Two steps forward, one step back. That adage is perhaps the best way to sum up this last year. Governments lifted lockdown restrictions and deployed vaccines, but people emerged from their homes to a brave new world without a map to navigate it. And still, the coronavirus threads almost all facets of business and life – so much so that our 2020 conversation with the epidemiologist who beat artificial intelligence to spot COVID-19 was one of our most popular reads nearly two years later.
But we’re all craving to know what’s next. That sentiment comes through in our most-read pieces of the year.
Claiming the top spot this year was our piece on the cities with leading sustainable mobility networks. It befits the farsighted view of many that the pandemic was the warmup lap for humanity, but climate change is the marathon race. Our piece details how Scandinavian cities like Oslo, Helsinki, and Stockholm lead the world in clean mobility, thanks to heavily investing in electric vehicle charging stations and infrastructure for cycling. The urban emphasis on micromobility options was also a prediction we made at the dawn of 2021 in our forecast for the industry.
We published the story, and the accompanying Urban Mobility Readiness Index, on November 2, 2021. It coincided with COP26, the United Nation’s climate change summit, expected to be a landmark event for the world’s governments and businesses in committing to go carbon-neutral. Results were mixed: Twenty-eight national governments pledged to sell only zero-emission vehicles by 2040, 11 automakers pledged that 100% of new car sales would be zero-emission vehicles by 2035, and two financial institutions pledged to make capital available for the building of charging infrastructure. It’s a start, but nations with large automotive industries – like the United States, China, Germany, and Japan – were absent from that pledge.
The Oliver Wyman Forum is playing its part in fighting climate change by launching the Climate Action Navigator in the run up to COP26. It’s an interactive roadmap that offers tailored solutions to governments and businesses for lowering their carbon emissions by 2030. Accompanying the Navigator is the Climate Action Library – a digest of each decarbonization solution, offering key context like challenges and real-world examples of an action in progress.

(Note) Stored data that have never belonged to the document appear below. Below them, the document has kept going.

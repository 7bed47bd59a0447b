use regex::Regex;
use std::sync::LazyLock;

static YEAR_MONTH: LazyLock<Regex> =
    LazyLock::new(|| Regex::new(r"^\d{4}-\d{2}$").expect("year-month pattern"));

static UUID: LazyLock<Regex> = LazyLock::new(|| {
    Regex::new(r"^[0-9a-fA-F]{8}-[0-9a-fA-F]{4}-[0-9a-fA-F]{4}-[0-9a-fA-F]{4}-[0-9a-fA-F]{12}$")
        .expect("uuid pattern")
});

static TRACKING_CODE: LazyLock<Regex> =
    LazyLock::new(|| Regex::new(r"^[A-Z0-9-]+$").expect("tracking code pattern"));

static TRAILER_CODE: LazyLock<Regex> =
    LazyLock::new(|| Regex::new(r"^[A-Z]{2,}-\d+$").expect("trailer code pattern"));

/// Placeholder
///
/// The named placeholders a canonical path may end in.
#[derive(Debug, Clone, Copy, PartialEq, Eq)]
pub enum Placeholder {
    Id,
    ShareId,
    TrailerId,
    Month,
}

impl Placeholder {
    pub fn as_str(&self) -> &'static str {
        match self {
            Placeholder::Id => ":id",
            Placeholder::ShareId => ":shareId",
            Placeholder::TrailerId => ":trailerId",
            Placeholder::Month => ":month",
        }
    }
}

/// SegmentPattern
///
/// The shapes a dynamic final segment can take.
#[derive(Debug, Clone, Copy, PartialEq, Eq)]
pub enum SegmentPattern {
    /// `2025-10`
    YearMonth,
    /// Hyphenated 8-4-4-4-12 hex, either case.
    Uuid,
    /// Uppercase letters, digits and dashes, as reported by tracking devices.
    TrackingCode,
    /// Fleet code such as `TRL-0042`.
    TrailerCode,
}

impl SegmentPattern {
    pub fn matches(&self, segment: &str) -> bool {
        match self {
            SegmentPattern::YearMonth => YEAR_MONTH.is_match(segment),
            SegmentPattern::Uuid => UUID.is_match(segment),
            SegmentPattern::TrackingCode => TRACKING_CODE.is_match(segment),
            SegmentPattern::TrailerCode => TRAILER_CODE.is_match(segment),
        }
    }
}

/// SegmentRule
///
/// Replaces the final segment with `placeholder` when it matches `pattern` and, if a
/// `scope` is set, one of the preceding segments equals that scope.
#[derive(Debug, Clone, Copy)]
pub struct SegmentRule {
    pub scope: Option<&'static str>,
    pub pattern: SegmentPattern,
    pub placeholder: Placeholder,
}

impl SegmentRule {
    fn applies(&self, parent: &str, last: &str) -> bool {
        let in_scope = match self.scope {
            Some(scope) => parent.split('/').any(|segment| segment == scope),
            None => true,
        };
        in_scope && self.pattern.matches(last)
    }
}

/// Evaluated top to bottom; the first applicable rule wins.
pub const SEGMENT_RULES: [SegmentRule; 5] = [
    SegmentRule {
        scope: Some("generate"),
        pattern: SegmentPattern::YearMonth,
        placeholder: Placeholder::Month,
    },
    SegmentRule {
        scope: Some("payments"),
        pattern: SegmentPattern::Uuid,
        placeholder: Placeholder::ShareId,
    },
    SegmentRule {
        scope: Some("tracking"),
        pattern: SegmentPattern::TrackingCode,
        placeholder: Placeholder::TrailerId,
    },
    SegmentRule {
        scope: None,
        pattern: SegmentPattern::Uuid,
        placeholder: Placeholder::Id,
    },
    SegmentRule {
        scope: None,
        pattern: SegmentPattern::TrailerCode,
        placeholder: Placeholder::TrailerId,
    },
];

/// NormalizedPath
///
/// A request path rewritten into its canonical form. When a placeholder was substituted,
/// the concrete segment it replaced is kept as `resource_id`.
#[derive(Debug, Clone, PartialEq, Eq)]
pub struct NormalizedPath {
    pub canonical: String,
    pub placeholder: Option<Placeholder>,
    pub resource_id: Option<String>,
}

/// normalize_path
///
/// Only the final segment is ever a candidate for replacement. Paths whose final
/// segment matches no rule are returned unchanged (static routes), which also makes the
/// function idempotent on canonical paths.
pub fn normalize_path(path: &str) -> NormalizedPath {
    let unchanged = || NormalizedPath {
        canonical: path.to_string(),
        placeholder: None,
        resource_id: None,
    };

    let Some((parent, last)) = path.rsplit_once('/') else {
        return unchanged();
    };

    match SEGMENT_RULES.iter().find(|rule| rule.applies(parent, last)) {
        Some(rule) => NormalizedPath {
            canonical: format!("{}/{}", parent, rule.placeholder.as_str()),
            placeholder: Some(rule.placeholder),
            resource_id: Some(last.to_string()),
        },
        None => unchanged(),
    }
}
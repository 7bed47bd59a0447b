/// Router Module Index
///
/// Groups the API surface by domain. Access control is not applied per module: every
/// `/api` route passes through the single authorization interceptor, which consults the
/// policy table. A route added here without a matching policy entry is denied.

/// Unauthenticated gateway routes and the caller's own profile.
pub mod public;

/// Shares and payments, the ownership-sensitive reads.
pub mod portfolio;

/// Trailers and their tracking feeds.
pub mod fleet;

/// Payout generation.
pub mod finance;
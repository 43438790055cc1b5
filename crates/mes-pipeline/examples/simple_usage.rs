use mes_domain::{Dataset, DomainStubs};
use mes_pipeline::errors::PipelineError;
use mes_pipeline::{Filter, PageNav, QueryState, SortDirection, SortSpec, ViewService};
use std::sync::Arc;

fn main() -> Result<(), PipelineError> {
    // Fuente en memoria con datos de ejemplo
    let source = Arc::new(DomainStubs::sample_source()?);
    let report = ViewService::new(source.clone(), Dataset::ProductionReport);

    // Reporte completo: KPIs y serie diaria
    let mut state = QueryState::new();
    let view = report.view(&state)?;
    println!("summary: {:?}", view.summary);
    for row in &view.chart {
        println!("  {} plan={} prod={} yield={}%", row.label, row.summary.plan, row.summary.produced, row.summary.yield_rate);
    }

    // Filtrar por línea y rango de fechas
    state.set_filter(Filter::exact("lineName", "LINE-2"));
    state.set_filter(report.pipeline().date_filter(Some("2024-01-02"), Some("2024-01-04")));
    let view = report.view(&state)?;
    println!("\nLINE-2 desde 01-02: {:?}", view.summary);

    // Logs de proceso: orden por cantidad descendente, página siguiente
    let logs = ViewService::new(source, Dataset::ProcessLogs);
    let mut state = QueryState::new();
    state.set_sort(SortSpec::by("qty", SortDirection::Desc));
    let view = logs.view(&state)?;
    state.navigate(PageNav::Next, view.page.total_pages);
    println!("\npágina {}/{} ({} filas)", view.page.current, view.page.total_pages, view.rows.len());
    for r in &view.rows {
        println!("  {} {} {} {}", r.text("lotNo"), r.text("machineName"), r.text("workerName"), r.text("qty"));
    }

    // El estado se puede guardar y restaurar
    println!("\nestado: {}", state.to_json()?);
    Ok(())
}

Climate change was a shared theme in half of our top pieces this year – particularly in how the onus is on businesses to play a larger role in fighting it. In April, we published results from our survey in which more than four in five people say it’s important or very important for corporations to commit to reducing their carbon emissions. One strategy is to put the most likely change-makers for climate in leadership positions – namely, women. Our report on the Climate Action Gender Gap details how more women in leadership, investor, and product influencer roles can help businesses accomplish both diversity and emissions goals.
Businesses that are proactive on social issues can also reverse course on the Great Resignation. In September, we spoke with management guru Karl Moore, who stresses that Gen Z and Millennials are looking to work for companies who put their money where their mouth is in acting as a force for good on climate and diversity. And in reviving employee loyalty, providing more balance, flexibility, and career development won’t hurt, either. Our October newsletter edition, which emphasized how those strategies could improve employee retention and recruitment, was our third most-read piece.
What’s in a name? While the Holistic Market Model doesn’t evoke utopian imagery of high-tech electric vehicles and bountiful cycling paths, it enthralled our readers. It’s our radical new model for understanding the stock market’s past and future. Understanding the market used to just be about the return an investor can expect weighted against the risk taken, but our Holistic Market Model addresses much more – from accounting principles to psychology – to explain more thoroughly than ever the US equity market’s behavior over the past century and a half.
But for all our understanding of the markets, a devastating data leak could sink an investor’s outlook, and protecting data was among the most compelling topics for our readers. Our April conversation with Alex Pentland, co-creator of the MIT Media Lab, detailed the need for a local and distributed data economy to shield us from invasive actors. We also spoke with Greg Rattray and Jim Cummings, co-founders of cybersecurity advisory firm Next Peak, who explained how companies can protect their digital supply chains from cyberattack.
In the face of so many daunting challenges, we all need something to keep us grounded, connected, and hopeful. The power of storytelling touched our readers on that front. Our August newsletter on the topic featured reading recommendations from the Forum community, and highlighted Yiyun Li, an author and Princeton University creative writing fellow, who led a virtual read of “War and Peace” among 3,000 people across the globe in the midst of lockdown restrictions.
“I could hear everyone saying, ‘what are we going to do, how are we going to live,’” she recalls. “And I just thought, well, maybe you can just read 'War and Peace.' That doesn't solve anyone's problem, but sometimes you just need one thing in your life to hold onto, even just for that 30 minutes of concentration.”